Motion for Summary Judgment
{¶ 38} Appellants’ second assignment of error argues that the trial court erred when it granted appellees’ summary judgment motion as to appellants’ breach of contract claim; specifically, the claim premised on the tuckpointing repair.
{¶ 39} Appellate review of a trial court‘s grant of summary judgment is de novo. Grafton v. Ohio Edison Co., 77 Ohio St.3d 102, 105, 671 N.E.2d 241 (1996). Accordingly, we review the trial court‘s grant of summary judgment independently and without deference to the trial court‘s determination. Brown v. County Commr.‘s of Scioto County, 87 Ohio App.3d 704, 711, 622 N.E.2d 1153 (4th Dist.1993). Summary judgment will be granted only when there remains no genuine issue of material fact and, when construing the evidence most strongly in favor of the nonmoving party, reasonable minds can only conclude that the moving party is entitled to judgment as a matter of law. Harless v. Willis Day Warehousing Co., 54 Ohio St.2d 64, 66, 375 N.E.2d 46 (1978);
{¶ 40} In their motion for summary judgment appellees, inter alia, argued that appellants’ claims that the Association breached its duties to maintain the common areas, specifically the brickwork on the exterior of the building and that such breach damaged the building and reduced its value, were unfounded. Appellants specifically contended that the repair attempts undertaken by board member Michael Snyder were “shoddy” and unprofessional.

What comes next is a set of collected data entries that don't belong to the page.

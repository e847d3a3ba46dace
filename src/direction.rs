//! Eight-way compass directions and per-direction storage
//!
//! Directions are ordered clockwise starting at north. That order is the
//! canonical enumeration used to index every per-direction array in the grid.

use serde::{Deserialize, Serialize};
use std::fmt;
use std::ops::{Index, IndexMut};

/// One of the eight compass directions around a cell.
///
/// Orthogonal directions name the edges a cell shares with its side
/// neighbors; diagonal directions name the cell's corners (and the single
/// point it shares with a diagonal neighbor).
#[derive(Clone, Copy, Debug, PartialEq, Eq, Hash, PartialOrd, Ord, Serialize, Deserialize)]
pub enum Direction {
    N,
    NE,
    E,
    SE,
    S,
    SW,
    W,
    NW,
}

impl Direction {
    /// All directions in canonical order (N -> NW).
    pub const ALL: [Direction; 8] = [
        Direction::N,
        Direction::NE,
        Direction::E,
        Direction::SE,
        Direction::S,
        Direction::SW,
        Direction::W,
        Direction::NW,
    ];

    /// The four corner directions, in the order corners are stored.
    pub const CORNERS: [Direction; 4] = [Direction::NE, Direction::SE, Direction::SW, Direction::NW];

    #[inline]
    pub const fn index(self) -> usize {
        self as usize
    }

    /// Direction at a canonical index, wrapping modulo 8.
    #[inline]
    pub const fn from_index(index: usize) -> Direction {
        Self::ALL[index % 8]
    }

    #[inline]
    pub const fn opposite(self) -> Direction {
        Self::from_index(self.index() + 4)
    }

    #[inline]
    pub const fn next(self) -> Direction {
        Self::from_index(self.index() + 1)
    }

    #[inline]
    pub const fn previous(self) -> Direction {
        Self::from_index(self.index() + 7)
    }

    #[inline]
    pub const fn next2(self) -> Direction {
        Self::from_index(self.index() + 2)
    }

    #[inline]
    pub const fn previous2(self) -> Direction {
        Self::from_index(self.index() + 6)
    }

    /// True for NE, SE, SW and NW.
    #[inline]
    pub const fn is_diagonal(self) -> bool {
        self.index() % 2 == 1
    }

    /// Step in offset coordinates. North is +z, east is +x.
    pub const fn offset(self) -> (i32, i32) {
        match self {
            Direction::N => (0, 1),
            Direction::NE => (1, 1),
            Direction::E => (1, 0),
            Direction::SE => (1, -1),
            Direction::S => (0, -1),
            Direction::SW => (-1, -1),
            Direction::W => (-1, 0),
            Direction::NW => (-1, 1),
        }
    }

    /// Corner pairs bounding the edge in this direction, as
    /// `(own corner, neighbor corner)`.
    ///
    /// For a side edge these are the two corners at its ends. A diagonal
    /// edge degenerates to the one point both cells touch, so both pairs
    /// are the same.
    pub const fn shared_corners(self) -> [(Direction, Direction); 2] {
        if self.is_diagonal() {
            let pair = (self, self.opposite());
            [pair, pair]
        } else {
            [
                (self.previous(), self.opposite().next()),
                (self.next(), self.opposite().previous()),
            ]
        }
    }

    pub fn name(&self) -> &'static str {
        match self {
            Direction::N => "N",
            Direction::NE => "NE",
            Direction::E => "E",
            Direction::SE => "SE",
            Direction::S => "S",
            Direction::SW => "SW",
            Direction::W => "W",
            Direction::NW => "NW",
        }
    }
}

impl fmt::Display for Direction {
    fn fmt(&self, f: &mut fmt::Formatter<'_>) -> fmt::Result {
        f.write_str(self.name())
    }
}

/// Fixed-size storage with one slot per direction.
///
/// Callers index with a `Direction`, never with a raw ordinal.
#[derive(Clone, Copy, Debug, Default, PartialEq, Eq, Serialize, Deserialize)]
pub struct DirectionMap<T>([T; 8]);

impl<T: Copy> DirectionMap<T> {
    pub fn filled(value: T) -> Self {
        Self([value; 8])
    }
}

impl<T> DirectionMap<T> {
    /// Iterate `(direction, value)` pairs in canonical order.
    pub fn iter(&self) -> impl Iterator<Item = (Direction, &T)> {
        Direction::ALL.into_iter().zip(self.0.iter())
    }
}

impl DirectionMap<bool> {
    pub fn any(&self) -> bool {
        self.0.iter().any(|&set| set)
    }

    pub fn count(&self) -> usize {
        self.0.iter().filter(|&&set| set).count()
    }

    /// Directions whose flag is set.
    pub fn set_directions(&self) -> impl Iterator<Item = Direction> + '_ {
        self.iter().filter(|&(_, &set)| set).map(|(dir, _)| dir)
    }

    pub fn clear(&mut self) {
        self.0 = [false; 8];
    }
}

impl<T> Index<Direction> for DirectionMap<T> {
    type Output = T;

    fn index(&self, dir: Direction) -> &T {
        &self.0[dir.index()]
    }
}

impl<T> IndexMut<Direction> for DirectionMap<T> {
    fn index_mut(&mut self, dir: Direction) -> &mut T {
        &mut self.0[dir.index()]
    }
}

#[cfg(test)]
mod tests {
    use super::*;

    #[test]
    fn test_rotations_are_cyclic() {
        for dir in Direction::ALL {
            assert_eq!(dir.opposite().opposite(), dir);
            assert_eq!(dir.next().previous(), dir);
            assert_eq!(dir.next2().previous2(), dir);
            assert_eq!(dir.next().next(), dir.next2());
            assert_eq!(dir.next2().next2(), dir.opposite());
        }
        assert_eq!(Direction::NW.next(), Direction::N);
        assert_eq!(Direction::N.previous(), Direction::NW);
        assert_eq!(Direction::NE.previous2(), Direction::NW);
        assert_eq!(Direction::SE.opposite(), Direction::NW);
    }

    #[test]
    fn test_canonical_order() {
        for (i, dir) in Direction::ALL.iter().enumerate() {
            assert_eq!(dir.index(), i);
            assert_eq!(Direction::from_index(i), *dir);
        }
        assert_eq!(Direction::from_index(9), Direction::NE);
    }

    #[test]
    fn test_offsets_cancel_with_opposite() {
        for dir in Direction::ALL {
            let (dx, dz) = dir.offset();
            let (ox, oz) = dir.opposite().offset();
            assert_eq!((dx + ox, dz + oz), (0, 0));
        }
    }

    #[test]
    fn test_shared_corners() {
        // North neighbor: our NW meets its SW, our NE meets its SE.
        assert_eq!(
            Direction::N.shared_corners(),
            [(Direction::NW, Direction::SW), (Direction::NE, Direction::SE)]
        );
        assert_eq!(
            Direction::E.shared_corners(),
            [(Direction::NE, Direction::NW), (Direction::SE, Direction::SW)]
        );
        assert_eq!(Direction::SW.shared_corners()[0], (Direction::SW, Direction::NE));
        for dir in Direction::ALL {
            for (own, other) in dir.shared_corners() {
                assert!(own.is_diagonal() && other.is_diagonal());
            }
        }
    }

    #[test]
    fn test_direction_map() {
        let mut flags = DirectionMap::filled(false);
        assert!(!flags.any());
        flags[Direction::E] = true;
        flags[Direction::NW] = true;
        assert_eq!(flags.count(), 2);
        assert_eq!(flags.set_directions().collect::<Vec<_>>(), vec![Direction::E, Direction::NW]);
        flags.clear();
        assert_eq!(flags.count(), 0);
    }
}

{¶ 41} As correctly asserted by appellants, the Association‘s declaration and bylaws give the Board the authority and duty to maintain, repair, and improve the common areas. They do not, however, specify how those duties are to be carried out.
{¶ 42} In his deposition, Snyder testified that an initial attempt to have professional tuckpointers (persons who lay and repair brickwork mortar) repair the building was unsuccessful after the lift fell into the adjacent creek. Following the incident, Snyder testified that companies were reluctant to do business with them. Snyder further stated that the verbal quotes that were received were cost-prohibitive.
{¶ 43} Snyder testified that over the past few years he has personally undertaken tuckpointing repairs to the brickwork. Snyder agreed that he did a “significant” amount of work, indicated that he was assisted by a business associate, and admitted that he had no formal training in mortar or masonry work. Snyder did detail the research he undertook regarding optimal weather conditions for the work, products, and technique.
{¶ 44} Based on the foregoing, we find that the trial court properly ruled on the appellees’ motion for summary judgment. This court finds nothing to indicate that the tuckpointing repairs were undertaken with any improper purpose or absence of good faith. Appellants’ second assignment of error is not well-taken.
Motions in Limine
{¶ 45} Appellants’ third, fourth, fifth, and sixth assignments of error challenge the court‘s rulings on various motions in limine filed by the parties. An appellate court reviews decisions involving the admissibility of evidence for an abuse of discretion. Kinn v. HCR ManorCare, 2013-Ohio-4086, 998 N.E.2d 852, ¶ 24 (6th Dist.). Likewise, we review a trial court‘s decision regarding a motion in limine for an abuse of discretion. (Citation omitted.) Id.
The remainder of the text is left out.